- Daemen, Anneleen;
- Griffith, Obi L;
- Heiser, Laura M;
- Wang, Nicholas J;
- Enache, Oana M;
- Sanborn, Zachary;
- Pepin, Francois;
- Durinck, Steffen;
- Korkola, James E;
- Griffith, Malachi;
- Hur, Joe S;
- Huh, Nam;
- Chung, Jongsuk;
- Cope, Leslie;
- Fackler, Mary;
- Umbricht, Christopher;
- Sukumar, Saraswati;
- Seth, Pankaj;
- Sukhatme, Vikas P;
- Jakkula, Lakshmi R;
- Lu, Yiling;
- Mills, Gordon B;
- Cho, Raymond J;
- Collisson, Eric A;
- van’t Veer, Laura J;
- Spellman, Paul T;
- Gray, Joe W
Abstract Background First-generation molecular profiles for human breast cancers have enabled the identification of features that can predict therapeutic response; however, little is known about how the various data types can best be combined to yield optimal predictors.

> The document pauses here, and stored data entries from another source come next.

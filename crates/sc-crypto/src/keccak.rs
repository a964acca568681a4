//! Keccak-256 hashing.
//!
//! Ethereum uses the original Keccak padding rather than the finalized
//! SHA3-256 one, so every commitment hash, identity hash and address in this
//! workspace goes through [`keccak256`].

use sha3::{Digest, Keccak256};

use crate::address::H256;

/// Compute the Keccak-256 hash of the input data.
///
/// # Example
/// ```
/// use sc_crypto::keccak::keccak256;
///
/// let hash = keccak256(b"");
/// assert_eq!(
///     hash.to_string(),
///     "0xc5d2460186f7233c927e7db2dcc703c0e500b653ca82273b7bfad8045d85a470"
/// );
/// ```
pub fn keccak256(data: &[u8]) -> H256 {
    let mut hasher = Keccak256::new();
    hasher.update(data);
    H256(hasher.finalize().into())
}

/// Compute the Keccak-256 hash of several slices as if they were concatenated.
///
/// # Example
/// ```
/// use sc_crypto::keccak::{keccak256, keccak256_multi};
///
/// assert_eq!(keccak256_multi(&[b"state", b"channel"]), keccak256(b"statechannel"));
/// ```
pub fn keccak256_multi(parts: &[&[u8]]) -> H256 {
    let mut hasher = Keccak256::new();
    for part in parts {
        hasher.update(part);
    }
    H256(hasher.finalize().into())
}

/// Streaming Keccak-256 hasher.
pub struct Keccak256Hasher {
    inner: Keccak256,
}

impl Keccak256Hasher {
    pub fn new() -> Self {
        Self {
            inner: Keccak256::new(),
        }
    }

    pub fn update(&mut self, data: &[u8]) {
        self.inner.update(data);
    }

    pub fn finalize(self) -> H256 {
        H256(self.inner.finalize().into())
    }
}

impl Default for Keccak256Hasher {
    fn default() -> Self {
        Self::new()
    }
}
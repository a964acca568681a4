//! Solidity ABI encoding for state-channel commitments.
//!
//! Commitments are Ethereum transactions whose calldata and signing digests
//! are built from ABI-encoded values. This crate implements the two layouts
//! they need:
//!
//! - **Standard** (`abi.encode`): 32-byte words, dynamic values in a tail
//! - **Packed** (`abi.encodePacked`): natural widths, used for digests
//!
//! plus function selectors and a reader for decoding app states.
//!
//! # Example
//!
//! ```
//! use sc_abi::{encode_function_call, function_selector, Token};
//! use sc_crypto::Address;
//!
//! let selector = function_selector("transfer(address,uint256)");
//! assert_eq!(hex::encode(selector), "a9059cbb");
//!
//! let calldata = encode_function_call(
//!     "transfer(address,uint256)",
//!     &[Token::Address(Address::ZERO), Token::Uint(1)],
//! )
//! .unwrap();
//! assert_eq!(calldata.len(), 4 + 64);
//! ```

pub mod reader;
pub mod token;
pub mod writer;

use thiserror::Error;

use sc_crypto::keccak256;

pub use reader::AbiReader;
pub use token::Token;
pub use writer::AbiWriter;

/// Size of an ABI word.
pub const WORD_SIZE: usize = 32;

/// Errors from ABI encoding and decoding.
#[derive(Debug, Error, Clone, PartialEq, Eq)]
pub enum AbiError {
    #[error("Unexpected end of data: needed {needed} bytes, {available} available")]
    UnexpectedEof { needed: usize, available: usize },

    #[error("Integer does not fit in the target type")]
    Overflow,

    #[error("Address word has non-zero padding")]
    InvalidAddress,

    #[error("Bool word is neither 0 nor 1")]
    InvalidBool,

    #[error("Fixed bytes must be 1..=32 long, got {0}")]
    InvalidFixedBytes(usize),

    #[error("Cannot pack {0}")]
    Unpackable(&'static str),
}

pub type AbiResult<T> = Result<T, AbiError>;

/// First four bytes of the keccak hash of a canonical function signature.
pub fn function_selector(signature: &str) -> [u8; 4] {
    let hash = keccak256(signature.as_bytes());
    let mut selector = [0u8; 4];
    selector.copy_from_slice(&hash.0[..4]);
    selector
}

/// `abi.encode(tokens...)`
pub fn encode(tokens: &[Token]) -> AbiResult<Vec<u8>> {
    let mut writer = AbiWriter::with_capacity(tokens.len() * WORD_SIZE);
    writer.write_tokens(tokens)?;
    Ok(writer.into_bytes())
}

/// `abi.encodePacked(tokens...)`
pub fn encode_packed(tokens: &[Token]) -> AbiResult<Vec<u8>> {
    let mut writer = AbiWriter::new();
    writer.write_packed(tokens)?;
    Ok(writer.into_bytes())
}

/// Calldata for a call to `signature` with `args`.
///
/// # Arguments
/// * `signature` - Canonical signature, e.g. `"setNonce(uint256,bytes32,uint256)"`
/// * `args` - Argument values in declaration order
pub fn encode_function_call(signature: &str, args: &[Token]) -> AbiResult<Vec<u8>> {
    let mut writer = AbiWriter::with_capacity(4 + args.len() * WORD_SIZE);
    writer.write_raw(&function_selector(signature));
    writer.write_tokens(args)?;
    Ok(writer.into_bytes())
}

#[cfg(test)]
mod tests {
    use super::*;
    use sc_crypto::{Address, H256};

    #[test]
    fn test_known_selectors() {
        assert_eq!(
            hex::encode(function_selector("balanceOf(address)")),
            "70a08231"
        );
        assert_eq!(
            hex::encode(function_selector("approve(address,uint256)")),
            "095ea7b3"
        );
    }

    #[test]
    fn test_encode_static_tuple_is_flat() {
        let flat = encode(&[Token::Uint(1), Token::Uint(2)]).unwrap();
        let nested = encode(&[Token::Tuple(vec![Token::Uint(1), Token::Uint(2)])]).unwrap();
        assert_eq!(flat, nested);
    }

    #[test]
    fn test_encode_dynamic_tuple_uses_offset() {
        let encoded = encode(&[Token::Tuple(vec![
            Token::Address(Address::ZERO),
            Token::Bytes(vec![1]),
        ])])
        .unwrap();
        // outer offset, address, inner offset, length, data
        assert_eq!(encoded.len(), 32 * 5);
        assert_eq!(encoded[31], 0x20);
        assert_eq!(encoded[95], 0x40);
    }

    #[test]
    fn test_packed_hash_input() {
        let packed = encode_packed(&[
            Token::FixedBytes(vec![0x19]),
            Token::Bytes32(H256([1; 32])),
            Token::Uint(3),
        ])
        .unwrap();
        assert_eq!(packed.len(), 65);
        assert_eq!(packed[64], 3);
    }

    #[test]
    fn test_function_call_roundtrip_through_reader() {
        let calldata = encode_function_call(
            "setNonce(uint256,bytes32,uint256)",
            &[
                Token::Uint(0),
                Token::Bytes32(H256([7; 32])),
                Token::Uint(1),
            ],
        )
        .unwrap();
        let mut reader = AbiReader::new(&calldata);
        assert_eq!(
            reader.read_selector().unwrap(),
            function_selector("setNonce(uint256,bytes32,uint256)")
        );
        assert_eq!(reader.read_uint().unwrap(), 0);
        assert_eq!(reader.read_bytes32().unwrap(), H256([7; 32]));
        assert_eq!(reader.read_uint().unwrap(), 1);
    }
}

Collections of breast cancer cell lines mirror many aspects of breast cancer molecular pathobiology, and measurements of their omic and biological therapeutic responses are well-suited for development of strategies to identify the most predictive molecular feature sets. Results We used least squares-support vector machines and random forest algorithms to identify molecular features associated with responses of a collection of 70 breast cancer cell lines to 90 experimental or approved therapeutic agents. The datasets analyzed included measurements of copy number aberrations, mutations, gene and isoform expression, promoter methylation and protein expression. Transcriptional subtype contributed strongly to response predictors for 25% of compounds, and adding other molecular data types improved prediction for 65%. No single molecular dataset consistently out-performed the others, suggesting that therapeutic response is mediated at multiple levels in the genome. Response predictors were developed and applied to TCGA data, and were found to be present in subsets of those patient samples. Conclusions These results suggest that matching patients to treatments based on transcriptional subtype will improve response rates, and inclusion of additional features from other profiling data types may provide additional benefit. Further, we suggest a systems biology strategy for guiding clinical trials so that patient cohorts most likely to respond to new therapies may be more efficiently identified.